I tried several simple test cases to determine the slow part of the CPU, but the test cases ran with identical times, even on slow core #2. Only the complex application showed the slowdown. Here are the test cases that I tried:
Floating point multiplication and addition:
accumulator = accumulator*1.000001 + 0.0001;
Trigonometric functions:
accumulator = sin(accumulator);
accumulator = cos(accumulator);
Integer addition:
accumulator = accumulator + 1;
Memory copy while trying to make the L2 cache miss:
int stride = 4*1024*1024 + 37; // L2 cache size + small prime number
for(long iter=0; iter<iterations; ++iter) {
for(int offset=0; offset<stride; ++offset) {
for(i=offset; i<array_size; i += stride) {
array1[i] = array2[i];
}
}
}
The Question: Why would one CPU core be slower than the others, and what part of the CPU is causing that slowdown?
EDIT: More testing showed some Heisenbug behavior. When I explicitly set the processor affinity, then my application does not slow down on core #2. However, if it chooses to run on core #2 without an explicitly set processor affinity, then the application runs about 10% slower. That explains why my simple test cases did not show the same slowdown, as they all explicitly set the processor affinity. So, it looks like there is some process that likes to live on core #2, but it gets out of the way if the processor affinity is set.
Bottom Line: If you need to have an accurate benchmark of a single-threaded program on a multicore machine, then make sure to set the processor affinity.
You may have applications that have opted to be attached to the same processor(CPU Affinity).
Operating systems would often like to run on the same processor as they can have all their data cached on the same L1 cache. If you happen to run your process on the same core that your OS is doing a lot of its work on, you could experience the effect of a slowdown in your cpu performance.
It sounds like some process is wanting to stick to the same cpu. I doubt it's a hardware issue.
It doesn't necessarily have to be your OS doing the work, some other background daemon could be doing it.
Most modern cpu's have separate throttling of each cpu core due to overheating or power saving features. You may try to turn off power-saving or improve cooling. Or maybe your cpu is bad. On my i7 I get about 2-3 degrees different core temperatures of the 8 reported cores in "sensors". At full load there is still variation.
Another possibility is that the process is being migrated from one core to another while running. I'd suggest setting the CPU affinity to the 'slow' core and see if it's just as fast that way.

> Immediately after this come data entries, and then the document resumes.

use criterion::{BatchSize, BenchmarkId, Criterion, criterion_group, criterion_main};
use mindweave_core::geom::LogicalBox;
use mindweave_core::{NodeRecord, NodeTree, Positions, logical_point};
use mindweave_layout::{ForceLayout, LayoutSettings, XorShift64Star, place_unpositioned};
use std::hint::black_box;
use std::time::Duration;

/// A balanced tree with `fanout` children per node, `depth` levels below the root.
fn balanced_tree(fanout: usize, depth: usize) -> NodeTree {
    let mut nodes = Vec::new();
    let mut frontier = vec!["root".to_string()];
    let mut next_id = 0usize;
    let mut records = vec![NodeRecord::new("root", "root")];

    for _ in 0..depth {
        let mut next = Vec::new();
        for parent in &frontier {
            let kids: Vec<String> = (0..fanout)
                .map(|_| {
                    next_id += 1;
                    format!("n{next_id}")
                })
                .collect();
            if let Some(rec) = records.iter_mut().find(|r| &r.id == parent) {
                rec.children = kids.clone();
            }
            for k in &kids {
                nodes.push(NodeRecord::new(k.clone(), k.clone()));
            }
            next.extend(kids);
        }
        records.append(&mut nodes);
        frontier = next;
    }

    NodeTree::from_nodes(records).unwrap_or_default()
}

fn organize(c: &mut Criterion) {
    let mut group = c.benchmark_group("organize");
    group.measurement_time(Duration::from_secs(5));
    let area = LogicalBox::new(logical_point(0.0, 0.0), logical_point(1280.0, 800.0));

    for (fanout, depth) in [(3usize, 2usize), (4, 3), (6, 3)] {
        let tree = balanced_tree(fanout, depth);
        group.bench_with_input(
            BenchmarkId::new("run_to_end", tree.len()),
            &tree,
            |b, tree| {
                b.iter_batched(
                    || {
                        let engine = ForceLayout::new(LayoutSettings::default())
                            .with_random_source(XorShift64Star::new(1));
                        (engine, Positions::new())
                    },
                    |(mut engine, mut positions)| {
                        engine.start(tree, &mut positions, area);
                        black_box(engine.run_to_end(&mut positions));
                    },
                    BatchSize::SmallInput,
                );
            },
        );
    }
    group.finish();
}

fn tidy(c: &mut Criterion) {
    let tree = balanced_tree(5, 4);
    c.bench_function("place_unpositioned", |b| {
        b.iter(|| {
            let mut positions = Positions::new();
            black_box(place_unpositioned(&tree, &mut positions, 144.0));
        });
    });
}

criterion_group!(benches, organize, tidy);
criterion_main!(benches);
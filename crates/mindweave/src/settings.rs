use mindweave_core::ViewerConfig;
use std::time::Duration;

/// View-level behavior of a session.
#[derive(Debug, Clone, Copy, PartialEq)]
pub struct SessionSettings {
    /// Fraction of the surface a zoom-to-fit fills.
    pub fit_margin: f64,
    /// Length of animated viewport moves; zero jumps.
    pub transition: Duration,
}

impl Default for SessionSettings {
    fn default() -> Self {
        Self {
            fit_margin: 0.9,
            transition: Duration::from_millis(400),
        }
    }
}

impl SessionSettings {
    pub fn from_config(config: &ViewerConfig) -> Self {
        let d = Self::default();
        Self {
            fit_margin: config
                .get_f64("view.fitMargin")
                .filter(|m| *m > 0.0 && *m <= 1.0)
                .unwrap_or(d.fit_margin),
            transition: config
                .get_u64("view.transitionMs")
                .map(Duration::from_millis)
                .unwrap_or(d.transition),
        }
    }
}
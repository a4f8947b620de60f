use mindweave_core::{LogicalPoint, Positions, Viewport};

/// Notifications from a [`ViewerSession`](crate::ViewerSession) to its embedding UI.
///
/// Every method defaults to a no-op.
pub trait ViewerHost {
    fn on_pan_zoom(&mut self, _viewport: &Viewport) {}

    fn on_node_drag(&mut self, _id: &str, _position: LogicalPoint) {}

    fn on_node_select(&mut self, _id: &str) {}

    /// A pan or node drag finished. The session has already persisted.
    fn on_drag_end(&mut self) {}

    /// An organize run converged or was stopped. The session has already persisted.
    fn on_layout_end(&mut self, _positions: &Positions, _viewport: &Viewport) {}

    /// A node carrying a sub-module reference was selected.
    fn on_enter_sub_module(&mut self, _reference: &str) {}
}

impl ViewerHost for () {}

Years ago, before the days of multicore, I bought myself a dual-socket Athlon MP for 'web development'. Suddenly my Plone/Zope/Python web servers slowed to a crawl. A google search turned up that the CPython interpreter has a global interpreter lock, but Python threads are backed by OS threads. OS Threads were evenly distributed among the CPUs, but only one CPU can acquire the lock at a time, thus all the other processes had to wait.
Setting Zope's CPU affinity to any CPU fixed the problem.
I've observed something similar on my Haswel laptop. The system was quiet, no X running, just the terminal. Executing the same code with different numactl --physcpubin option gave exactly the same results on all cores, except one. I changed the frequency of the cores to Turbo, to other values, nothing helped. All cores were running with expected speed, except one which was always running slower than the others. That effect survived the reboot.
I rebooted the computer and turned off HyperThreading in the BIOS. When it came back online it was fine again. I then turned on HyperThreading and it is fine till now.
Bizzare. No idea what that could be.